IA64 customers running VSI OpenVMS V8.4-1H1, VSI OpenVMS V8.4-2, or VSI OpenVMS V8.4-2L1, if you have a support contract with HPE for your version, contact HPE customer support to obtain the patch; otherwise, contact VSI support.2)

Workaround

For VAX, Alpha, and Integrity users unable to patch OpenVMS, here are best practices to better protect your systems from the vulnerability.

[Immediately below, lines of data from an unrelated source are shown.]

use std::sync::Arc;

use axum::middleware::{from_fn, from_fn_with_state};
use axum::routing::{get, post};
use axum::Router;
use tower_governor::governor::GovernorConfigBuilder;
use tower_governor::GovernorLayer;
use tower_http::timeout::TimeoutLayer;
use tower_http::trace::TraceLayer;

use crate::config::{create_cors_layer, create_security_headers_layer};
use crate::handlers::{auth, checkout, events, health_check, me, tickets};
use crate::middleware::{authenticate, authorize, envelope_errors, ANY_ROLE, ORGANIZERS};
use crate::state::AppState;

pub fn create_routes(state: AppState) -> Router {
    let config = state.config.clone();

    let public = Router::new()
        .route("/healthz", get(health_check))
        .route("/events/:id", get(events::get_event));

    // Per-client limit on code guessing and code mailing, keyed on
    // `X-Forwarded-For`, `X-Real-IP` or `Forwarded` before the peer address.
    let auth_limit = GovernorConfigBuilder::default()
        .per_millisecond(config.auth_rate_limit.replenish_ms)
        .burst_size(config.auth_rate_limit.burst_size)
        .use_headers()
        .finish()
        .expect("Rate limit values are checked to be non-zero when config loads");

    let auth_routes = Router::new()
        .route("/auth/signup", post(auth::signup))
        .route("/auth/verify-email", post(auth::verify_email))
        .route("/auth/resend-code", post(auth::resend_code))
        .route("/auth/login", post(auth::login))
        .layer(GovernorLayer {
            config: Arc::new(auth_limit),
        });

    // Listing is public, creation needs an organizer session.
    let catalogue = Router::new().route(
        "/events",
        get(events::list_events).merge(
            post(events::create_event)
                .route_layer(from_fn_with_state(ORGANIZERS, authorize))
                .route_layer(from_fn_with_state(state.clone(), authenticate)),
        ),
    );

    let signed_in = Router::new()
        .route("/checkout/mock", post(checkout::mock_checkout))
        .route("/tickets/validate", post(tickets::validate_ticket))
        .route("/me", get(me::profile))
        .route("/me/orders", get(me::orders))
        .route("/me/become-organizer", post(me::become_organizer))
        .route_layer(from_fn_with_state(ANY_ROLE, authorize))
        .route_layer(from_fn_with_state(state.clone(), authenticate));

    Router::new()
        .merge(public)
        .merge(auth_routes)
        .merge(catalogue)
        .merge(signed_in)
        .layer(TimeoutLayer::new(config.request_timeout))
        .layer(TraceLayer::new_for_http())
        .layer(create_security_headers_layer(&config))
        .layer(create_cors_layer(&config.cors_allowed_origins))
        .layer(from_fn(envelope_errors))
        .with_state(state)
}
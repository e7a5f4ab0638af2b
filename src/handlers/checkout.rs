use axum::extract::State;
use axum::response::Response;

use crate::middleware::AuthContext;
use crate::services::PurchaseInput;
use crate::state::AppState;
use crate::utils::error::AppError;
use crate::utils::extract::AppJson;
use crate::utils::response::created;

pub async fn mock_checkout(
    State(state): State<AppState>,
    auth: AuthContext,
    AppJson(input): AppJson<PurchaseInput>,
) -> Result<Response, AppError> {
    let purchase = state.checkout.purchase(auth.user_id, input).await?;
    Ok(created(purchase, "Order paid"))
}
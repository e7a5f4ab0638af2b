use async_trait::async_trait;
use lettre::message::header::ContentType;
use lettre::message::Mailbox;
use lettre::transport::smtp::authentication::Credentials;
use lettre::{AsyncSmtpTransport, AsyncTransport, Message, Tokio1Executor};
use tracing::debug;

use super::{MailError, Mailer};
use crate::config::SmtpConfig;

/// SMTP delivery over STARTTLS.
#[derive(Clone)]
pub struct SmtpMailer {
    transport: AsyncSmtpTransport<Tokio1Executor>,
    from: Mailbox,
}

impl SmtpMailer {
    pub fn new(config: &SmtpConfig) -> Result<Self, MailError> {
        let from: Mailbox = config
            .from
            .parse()
            .map_err(|e| MailError::Address(format!("{}: {e}", config.from)))?;

        let mut builder = AsyncSmtpTransport::<Tokio1Executor>::starttls_relay(&config.host)
            .map_err(|e| MailError::Delivery(format!("SMTP relay error: {e}")))?
            .port(config.port);

        if let (Some(username), Some(password)) = (&config.username, &config.password) {
            builder = builder.credentials(Credentials::new(username.clone(), password.clone()));
        }

        Ok(Self {
            transport: builder.build(),
            from,
        })
    }
}

#[async_trait]
impl Mailer for SmtpMailer {
    async fn send(&self, to: &str, subject: &str, html: &str) -> Result<(), MailError> {
        let to: Mailbox = to
            .parse()
            .map_err(|e| MailError::Address(format!("{to}: {e}")))?;

        let message = Message::builder()
            .from(self.from.clone())
            .to(to)
            .subject(subject)
            .header(ContentType::TEXT_HTML)
            .body(html.to_string())
            .map_err(|e| MailError::Build(e.to_string()))?;

        self.transport
            .send(message)
            .await
            .map_err(|e| MailError::Delivery(e.to_string()))?;

        debug!(subject = %subject, "Email delivered");
        Ok(())
    }
}
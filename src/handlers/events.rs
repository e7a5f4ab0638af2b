use axum::extract::State;
use axum::response::Response;
use serde::Serialize;
use uuid::Uuid;

use crate::middleware::AuthContext;
use crate::services::CreateEventInput;
use crate::state::AppState;
use crate::utils::error::AppError;
use crate::utils::extract::{AppJson, AppPath};
use crate::utils::response::{created, success};

#[derive(Serialize)]
struct CreatedEvent {
    id: Uuid,
}

pub async fn list_events(State(state): State<AppState>) -> Result<Response, AppError> {
    let events = state.events.list_events().await?;
    Ok(success(events, "Events retrieved"))
}

pub async fn get_event(
    State(state): State<AppState>,
    AppPath(id): AppPath<Uuid>,
) -> Result<Response, AppError> {
    let event = state.events.get_event(id).await?;
    Ok(success(event, "Event retrieved"))
}

pub async fn create_event(
    State(state): State<AppState>,
    auth: AuthContext,
    AppJson(input): AppJson<CreateEventInput>,
) -> Result<Response, AppError> {
    let id = state.events.create_event(auth.user_id, input).await?;
    Ok(created(CreatedEvent { id }, "Event created"))
}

The vulnerability is in the CDU.EXE image, which is installed with CMEXEC privilege, and a workaround is to remove privileges from the image. This can be done by editing the files SYS$MANAGER:VMSIMAGES.DAT plus the master VMS$IMAGES_MASTER.DAT and then rebooting.

The relevant lines look like this (this may vary between versions of OpenVMS):

$ search sys$manager:vms$images_master.dat,vmsimages.dat cdu
******************************
SYS$COMMON:[SYSMGR]VMS$IMAGES_MASTER.DAT;1
sys$system:cdu /open /header /priv=(cmexec) !
******************************
SYS$SYSROOT:[SYSMGR]VMSIMAGES.DAT;1
SYS$SYSTEM:CDU /OPEN /HEADER /PRIV=(CMEXEC) ! 1/0/

The workaround would be to simply remove the “/PRIV=(CMEXEC)” qualifier from these lines. This prevents a non-privileged user from using the DCL “SET COMMAND”.

Along the same vein, the system DCL table could be patched to remove the COMMAND option from the SET command.